MA School Boards Defy State

Status: 
Archived
Subject: 
K-12 Testing

In a declaration of independence worthy of their colonial forebears, some local Massachusetts school boards are choosing to defend their students rather than obey the dictates of the state Department of Education.

 

Seven school committees have passed resolutions pledging to award diplomas to all seniors who meet local graduation requirements, regardless of their scores on the high-stakes Massachusetts Comprehensive Assessment System (MCAS) exam. Responding to urgent appeals and organized pressure from parents and teachers, many more school committees are actively considering similar measures.

 

These resolutions have put the school boards on a collision course with state officials. More than 6,000 students face denial of a diploma this June, the first year students must pass the English and math MCAS tests to graduate, according to the state’s interpretation of the 1993 Education Reform Act.
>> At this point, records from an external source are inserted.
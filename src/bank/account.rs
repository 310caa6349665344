//! Accounts and the balances behind the cards.

use crate::cash::Money;
use serde::{Deserialize, Serialize};
use std::fmt;

/// An opaque account identifier, e.g. `ACC001`.
#[derive(Clone, Debug, PartialEq, Eq, PartialOrd, Ord, Hash, Serialize, Deserialize)]
pub struct AccountNumber(String);

impl AccountNumber {
    /// Creates an account number from any string-like value.
    pub fn new(number: impl Into<String>) -> Self {
        AccountNumber(number.into())
    }

    /// The number as a string slice.
    pub fn as_str(&self) -> &str {
        &self.0
    }
}

impl From<&str> for AccountNumber {
    fn from(number: &str) -> Self {
        AccountNumber::new(number)
    }
}

impl From<String> for AccountNumber {
    fn from(number: String) -> Self {
        AccountNumber(number)
    }
}

impl fmt::Display for AccountNumber {
    fn fmt(&self, f: &mut fmt::Formatter<'_>) -> fmt::Result {
        f.write_str(&self.0)
    }
}

/// A bank account with a non-negative balance.
///
/// Withdrawal is check-then-debit: the balance only changes when it covers
/// the full amount, so it can never go negative.
///
/// # Example
///
/// ```rust
/// use cashpoint::{Account, Money};
///
/// let mut account = Account::new("ACC001", Money::from_units(100));
/// assert!(account.withdraw(Money::from_units(60)));
/// assert!(!account.withdraw(Money::from_units(50)));
/// assert_eq!(account.balance(), Money::from_units(40));
/// ```
#[derive(Clone, Debug, PartialEq, Eq, Serialize, Deserialize)]
pub struct Account {
    number: AccountNumber,
    balance: Money,
}

impl Account {
    /// Creates an account with an opening balance.
    pub fn new(number: impl Into<AccountNumber>, opening_balance: Money) -> Self {
        Account {
            number: number.into(),
            balance: opening_balance,
        }
    }

    /// The account's identifier.
    pub fn number(&self) -> &AccountNumber {
        &self.number
    }

    /// The current balance.
    pub fn balance(&self) -> Money {
        self.balance
    }

    /// Debits `amount` if the balance covers it.
    ///
    /// Returns false and leaves the balance untouched when it does not. A
    /// withdrawal of the entire balance succeeds and leaves zero behind.
    pub fn withdraw(&mut self, amount: Money) -> bool {
        match self.balance.checked_sub(amount) {
            Some(remaining) => {
                self.balance = remaining;
                true
            }
            None => false,
        }
    }

    /// Credits `amount` unconditionally.
    pub fn deposit(&mut self, amount: Money) {
        self.balance += amount;
    }
}
//! The five states an ATM session moves through.

use serde::{Deserialize, Serialize};
use std::fmt;

/// Where a session currently stands.
///
/// A session starts and ends in [`SessionState::Idle`]. Every other state
/// implies a card is inside the machine. The full lifecycle is
/// `Idle -> HasCard -> PinValidation -> SelectOperation -> Transaction`,
/// with every terminal outcome routing back to `Idle`.
///
/// # Example
///
/// ```rust
/// use cashpoint::SessionState;
///
/// let state = SessionState::default();
/// assert_eq!(state, SessionState::Idle);
/// assert_eq!(state.name(), "Idle");
/// ```
#[derive(Clone, Copy, Debug, Default, PartialEq, Eq, Hash, Serialize, Deserialize)]
pub enum SessionState {
    /// No card in the machine.
    #[default]
    Idle,
    /// A card is inserted, PIN entry has not started.
    HasCard,
    /// Waiting for a correct PIN.
    PinValidation,
    /// PIN accepted, waiting for the operation choice.
    SelectOperation,
    /// Operation chosen, ready to execute.
    Transaction,
}

impl SessionState {
    /// A stable human-readable name for logs and journals.
    pub const fn name(self) -> &'static str {
        match self {
            SessionState::Idle => "Idle",
            SessionState::HasCard => "HasCard",
            SessionState::PinValidation => "PinValidation",
            SessionState::SelectOperation => "SelectOperation",
            SessionState::Transaction => "Transaction",
        }
    }

    /// Whether a card is inside the machine in this state.
    pub const fn holds_card(self) -> bool {
        !matches!(self, SessionState::Idle)
    }
}

impl fmt::Display for SessionState {
    fn fmt(&self, f: &mut fmt::Formatter<'_>) -> fmt::Result {
        f.write_str(self.name())
    }
}

#[cfg(test)]
mod tests {
    use super::*;

    #[test]
    fn names_are_stable() {
        assert_eq!(SessionState::Idle.name(), "Idle");
        assert_eq!(SessionState::HasCard.name(), "HasCard");
        assert_eq!(SessionState::PinValidation.name(), "PinValidation");
        assert_eq!(SessionState::SelectOperation.name(), "SelectOperation");
        assert_eq!(SessionState::Transaction.name(), "Transaction");
    }

    #[test]
    fn default_is_idle() {
        assert_eq!(SessionState::default(), SessionState::Idle);
    }

    #[test]
    fn every_non_idle_state_holds_a_card() {
        assert!(!SessionState::Idle.holds_card());
        assert!(SessionState::HasCard.holds_card());
        assert!(SessionState::PinValidation.holds_card());
        assert!(SessionState::SelectOperation.holds_card());
        assert!(SessionState::Transaction.holds_card());
    }

    #[test]
    fn display_matches_name() {
        assert_eq!(format!("{}", SessionState::SelectOperation), "SelectOperation");
    }
}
The percentage of students failing in the cities is far higher than in the more affluent suburbs.

 

Opponents of the test, including thousands of families in MassCARE (the Massachusetts Coalition for Authentic Reform in Education) contend the state is breaking the law, which called for multiple forms of assessment and sensitivity to different learning styles and ethnic backgrounds. A lawsuit filed in state court this winter makes the same case. (See article below.)

 

The Massachusetts Association of School Committees voted 97-27 at its annual convention last October to reaffirm the historic diploma-granting authority of local school boards, even in the face of the MCAS. As graduation day approaches, it appears that more school committees will carry out the promise of that vote and decide to grant diplomas. The state Department of Education is using every bullying tactic it can think of: threatening to withhold state funds from defiant school districts, revoke the certification of their superintendents, and prevent students with non-MCAS diplomas from attending state colleges or receiving financial aid. So far, the school boards have held firm in the face of these threats.